Friday, May 02, 2008

Cleveland's Summer of Superman

CLEVELAND, OH – A group of Cleveland leaders met in New York City with executives at DC Comics, the owners of all Superman property rights, on Monday, April 28, 2008. The purpose was to launch collaboration on a series of events and legacy projects to celebrate Cleveland as the birthplace of Superman. The Man of Steel was created in 1933 by writer Jerome “Jerry” Siegel (1914-1996) and artist Joe Shuster (1914-1992), who both lived in Cleveland’s Glenville neighborhood. Superman’s first appearance in a comic book was in 1938 in Action Comics #1.

The organizing committee determined that the best course to follow would be to form a nonprofit 501(c)3 organization to work with DC Comics in planning events for the summer of 2009 and, if successful, for many years to follow. Mr.

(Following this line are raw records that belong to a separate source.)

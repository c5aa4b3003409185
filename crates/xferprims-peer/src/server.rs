use std::fs::File;
use std::io::ErrorKind;
use std::net::{IpAddr, Ipv4Addr, Ipv6Addr, SocketAddr};
use std::path::{Path, PathBuf};
use std::sync::atomic::{AtomicBool, AtomicU64, Ordering};
use std::sync::Arc;
use std::thread::{self, JoinHandle};
use std::time::{Duration, Instant};

use tracing::{debug, info, warn};
use xferprims_copy::{select_strategy, CopyStrategy};
use xferprims_transport::{Connection, TcpTransport, TransportError};

use crate::config::TransferConfig;
use crate::error::{Result, TransferError};
use crate::report::{Direction, TransferReport};
use crate::sender::send_outcome;

/// Serves one file to every client that connects, one thread per
/// connection.
///
/// The file is opened per connection, so each transfer reads it from the
/// start and a missing file fails only the transfers that hit it.
pub struct TransferServer {
    transport: TcpTransport,
    source_path: PathBuf,
    config: TransferConfig,
    strategy: Arc<dyn CopyStrategy>,
    next_transfer_id: AtomicU64,
}

impl TransferServer {
    /// Bind a listener on `addr` that will serve `source_path`.
    pub fn bind(
        addr: &str,
        source_path: impl Into<PathBuf>,
        config: TransferConfig,
    ) -> Result<Self> {
        let transport = TcpTransport::bind(addr)?;
        let strategy = select_strategy(config.strategy);
        Ok(Self {
            transport,
            source_path: source_path.into(),
            config,
            strategy,
            next_transfer_id: AtomicU64::new(1),
        })
    }

    /// Replace the resolved copy strategy, e.g. with a custom implementation.
    pub fn with_strategy(mut self, strategy: Arc<dyn CopyStrategy>) -> Self {
        self.strategy = strategy;
        self
    }

    pub fn local_addr(&self) -> SocketAddr {
        self.transport.local_addr()
    }

    /// Loopback form of the bound address, reachable even when bound to a
    /// wildcard address. Dialing it unblocks a pending [`run`](Self::run).
    pub fn wake_addr(&self) -> SocketAddr {
        let mut addr = self.local_addr();
        if addr.ip().is_unspecified() {
            let loopback = match addr.ip() {
                IpAddr::V4(_) => IpAddr::V4(Ipv4Addr::LOCALHOST),
                IpAddr::V6(_) => IpAddr::V6(Ipv6Addr::LOCALHOST),
            };
            addr.set_ip(loopback);
        }
        addr
    }

    pub fn source_path(&self) -> &Path {
        &self.source_path
    }

    pub fn config(&self) -> &TransferConfig {
        &self.config
    }

    pub fn strategy_name(&self) -> &'static str {
        self.strategy.name()
    }

    /// Accept the next connection and start its transfer on a new thread.
    pub fn accept_one(&self) -> Result<JoinHandle<Result<TransferReport>>> {
        let conn = self.transport.accept()?;
        self.spawn_transfer(conn)
    }

    /// Accept and serve connections until `running` clears.
    ///
    /// With `max_transfers`, stops accepting after that many connections.
    /// A failed transfer is logged and never stops the loop. Running out of
    /// descriptors or memory while accepting pauses briefly and retries. Any
    /// other accept failure stops the loop and is returned. Either way,
    /// every transfer thread has finished before this returns. On success
    /// returns the number of connections accepted.
    pub fn run(&self, running: &AtomicBool, max_transfers: Option<u64>) -> Result<u64> {
        self.serve_with(running, max_transfers, || self.transport.accept())
    }

    fn serve_with<A>(
        &self,
        running: &AtomicBool,
        max_transfers: Option<u64>,
        mut accept: A,
    ) -> Result<u64>
    where
        A: FnMut() -> std::result::Result<Connection, TransportError>,
    {
        let mut accepted = 0u64;
        let mut in_flight: Vec<JoinHandle<Result<TransferReport>>> = Vec::new();
        let mut failure: Option<TransferError> = None;

        while running.load(Ordering::SeqCst) {
            if max_transfers.is_some_and(|max| accepted >= max) {
                break;
            }

            let conn = match accept() {
                Ok(conn) => conn,
                Err(TransportError::Accept(err)) => match classify_accept(&err) {
                    AcceptFailure::Transient => {
                        debug!(error = %err, "transient accept failure");
                        continue;
                    }
                    AcceptFailure::Exhausted => {
                        in_flight.retain(|handle| !handle.is_finished());
                        warn!(
                            error = %err,
                            in_flight = in_flight.len(),
                            backoff_ms = ACCEPT_BACKOFF.as_millis() as u64,
                            "accept out of resources; backing off"
                        );
                        thread::sleep(ACCEPT_BACKOFF);
                        continue;
                    }
                    AcceptFailure::Fatal => {
                        failure = Some(TransportError::Accept(err).into());
                        break;
                    }
                },
                Err(err) => {
                    failure = Some(err.into());
                    break;
                }
            };
            if !running.load(Ordering::SeqCst) {
                debug!(peer = %conn.peer_label(), "shutdown requested; dropping connection");
                break;
            }

            accepted += 1;
            match self.spawn_transfer(conn) {
                Ok(handle) => in_flight.push(handle),
                Err(err) => warn!(error = %err, "failed to start transfer"),
            }
            in_flight.retain(|handle| !handle.is_finished());
        }

        let draining = in_flight.len();
        for handle in in_flight {
            if handle.join().is_err() {
                warn!("transfer thread panicked");
            }
        }

        if let Some(err) = failure {
            warn!(error = %err, accepted, draining, "transfer server stopped on accept failure");
            return Err(err);
        }
        info!(accepted, "transfer server stopped");
        Ok(accepted)
    }

    fn spawn_transfer(&self, conn: Connection) -> Result<JoinHandle<Result<TransferReport>>> {
        let id = self.next_transfer_id.fetch_add(1, Ordering::Relaxed);
        let path = self.source_path.clone();
        let config = self.config.clone();
        let strategy = Arc::clone(&self.strategy);

        thread::Builder::new()
            .name(format!("xfer-{id}"))
            .spawn(move || serve_connection(id, conn, &path, &config, strategy.as_ref()))
            .map_err(TransferError::Io)
    }
}

fn serve_connection(
    id: u64,
    mut conn: Connection,
    path: &Path,
    config: &TransferConfig,
    strategy: &dyn CopyStrategy,
) -> Result<TransferReport> {
    let peer = conn.peer_label();
    let started = Instant::now();

    let outcome = config.apply(&conn).and_then(|()| {
        let mut file = File::open(path).map_err(TransferError::Io)?;
        send_outcome(&mut file, &mut conn, strategy)
    });

    match outcome {
        Ok(copied) => {
            let report = TransferReport {
                direction: Direction::Sent,
                peer,
                bytes: copied.bytes,
                strategy: copied.path,
                elapsed: started.elapsed(),
            };
            info!(
                transfer = id,
                peer = %report.peer,
                bytes = report.bytes,
                configured = strategy.name(),
                strategy = report.strategy,
                elapsed_ms = report.elapsed.as_millis() as u64,
                "transfer complete"
            );
            Ok(report)
        }
        Err(err) => {
            warn!(transfer = id, %peer, error = %err, "transfer failed");
            Err(err)
        }
    }
}

/// Pause after an accept fails for lack of descriptors or memory.
const ACCEPT_BACKOFF: Duration = Duration::from_millis(50);

#[derive(Debug, Clone, Copy, PartialEq, Eq)]
enum AcceptFailure {
    /// The peer went away or the call was interrupted; retry at once.
    Transient,
    /// The process or system is out of descriptors or buffers; retry after
    /// [`ACCEPT_BACKOFF`].
    Exhausted,
    /// The listener itself is broken.
    Fatal,
}

fn classify_accept(err: &std::io::Error) -> AcceptFailure {
    match err.kind() {
        ErrorKind::ConnectionAborted | ErrorKind::ConnectionReset | ErrorKind::Interrupted => {
            AcceptFailure::Transient
        }
        ErrorKind::OutOfMemory => AcceptFailure::Exhausted,
        _ if is_resource_exhaustion(err) => AcceptFailure::Exhausted,
        _ => AcceptFailure::Fatal,
    }
}

#[cfg(unix)]
fn is_resource_exhaustion(err: &std::io::Error) -> bool {
    matches!(
        err.raw_os_error(),
        Some(libc::EMFILE) | Some(libc::ENFILE) | Some(libc::ENOBUFS) | Some(libc::ENOMEM)
    )
}

#[cfg(not(unix))]
fn is_resource_exhaustion(_err: &std::io::Error) -> bool {
    false
}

Richard Pace, the principal of Cumberland Development LLC, was selected to lead the organizing efforts, and he will be supported by staff at Positively Cleveland. His primary charge in these early stages is to consult with DC Comics about every aspect of the planned festivals and to assure compliance with all legal and creative requirements for the use of images of the legendary super hero.

'The only way this effort can succeed to the greatest benefit for our committee is to apply the demanding standards prescribed by DC Comics – the very standards that made Superman the best known comic superhero of them all', Pace said. 'We will do this right, or we will not do this at all!'


Other geeky/Superman somewhat related events in Cleveland this summer:

May 11 is the North Coast Comic Con, located just a wee bit south of Cleveland at the Crowne Plaza Hotel in Middleburg Heights with, among others, Sean McKeever, (Teen Titans); Marc Sumerak, (Marvel Adventures); Eddy Newell, (Black Lightning); Sean McArdle and me (Phantom Jack and Tales of the Starlight Drive-In.) Relatives of Jerry and Joe will be there, ready to share stories about those wonderful, creative days.

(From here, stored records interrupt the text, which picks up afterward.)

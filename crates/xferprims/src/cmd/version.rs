use crate::cmd::VersionArgs;
use crate::exit::{CliResult, SUCCESS};

pub fn run(args: VersionArgs) -> CliResult<i32> {
    if !args.extended {
        println!("xferprims {}", env!("CARGO_PKG_VERSION"));
        return Ok(SUCCESS);
    }

    println!("name: xferprims");
    println!("version: {}", env!("CARGO_PKG_VERSION"));
    println!(
        "build_target: {}",
        option_env!("XFERPRIMS_BUILD_TARGET").unwrap_or("unknown")
    );
    println!("target_os: {}", std::env::consts::OS);
    println!("target_arch: {}", std::env::consts::ARCH);
    println!(
        "rustc: {}",
        option_env!("RUSTC_VERSION").unwrap_or("unknown")
    );
    println!("git_hash: {}", option_env!("GIT_HASH").unwrap_or("unknown"));
    println!(
        "zero_copy: {}",
        if xferprims_copy::zero_copy_supported() {
            "sendfile"
        } else {
            "unavailable"
        }
    );
    println!("features: async={}, cli=true", cfg!(feature = "async"));

    Ok(SUCCESS)
}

Jamie Reigel, (http://www.supermansouvenirs.com/) huge collector of all things Superman, will have an exhibit of his rare and wonderful toys. Comic dealers and collector John Haines will show off his Superman comics collection. http://www.northcoastcomiccon.com/ for more details.

Anyone in the Cleveland area is invited to a casual, free, party Saturday evening, May 10, at the hotel.

In July, the artists celebration called Ingenuity Festival of Art and Technology July 25 - 27 will have several cool Superman components. Visit http://www.ingenuitycleveland.com/ for details.

Beginning in September and running though through January, the Maltz Museum of Jewish Heritage in Beachwood, near Cleveland, will host a superheroes exhibit. That’s in addition to the fine Jerry Siegel and Joe Shuster exhibit the museum already has.

Visit http://www.maltzjewishmuseum.org/ for more details closer to the event. No comic fan’s visit to Cleveland is complete without a visit to the Maltz.

And even though it’s a little further away from Cleveland, the Screaming Tiki Pop Kulture Convention in Niles, Ohio, falls under the very broad Summer of Superman umbrella.

On Oct. 17 to 19, the convention welcomes Margot Kidder (Lois Lane, of course) and Sarah Douglas (Ursa in “Superman II.”) The convention will have a 70th birthday cake for Superman and host an auction to benefit the Christopher Reeve. Other featured guests include the original Batman TV show cast: Adam West, Burt Ward and Julie Newmar and the original Batmobile.

For more info, visit http://www.screamingtikicon.com

All of this via Michael San Giacomo and Newsarama.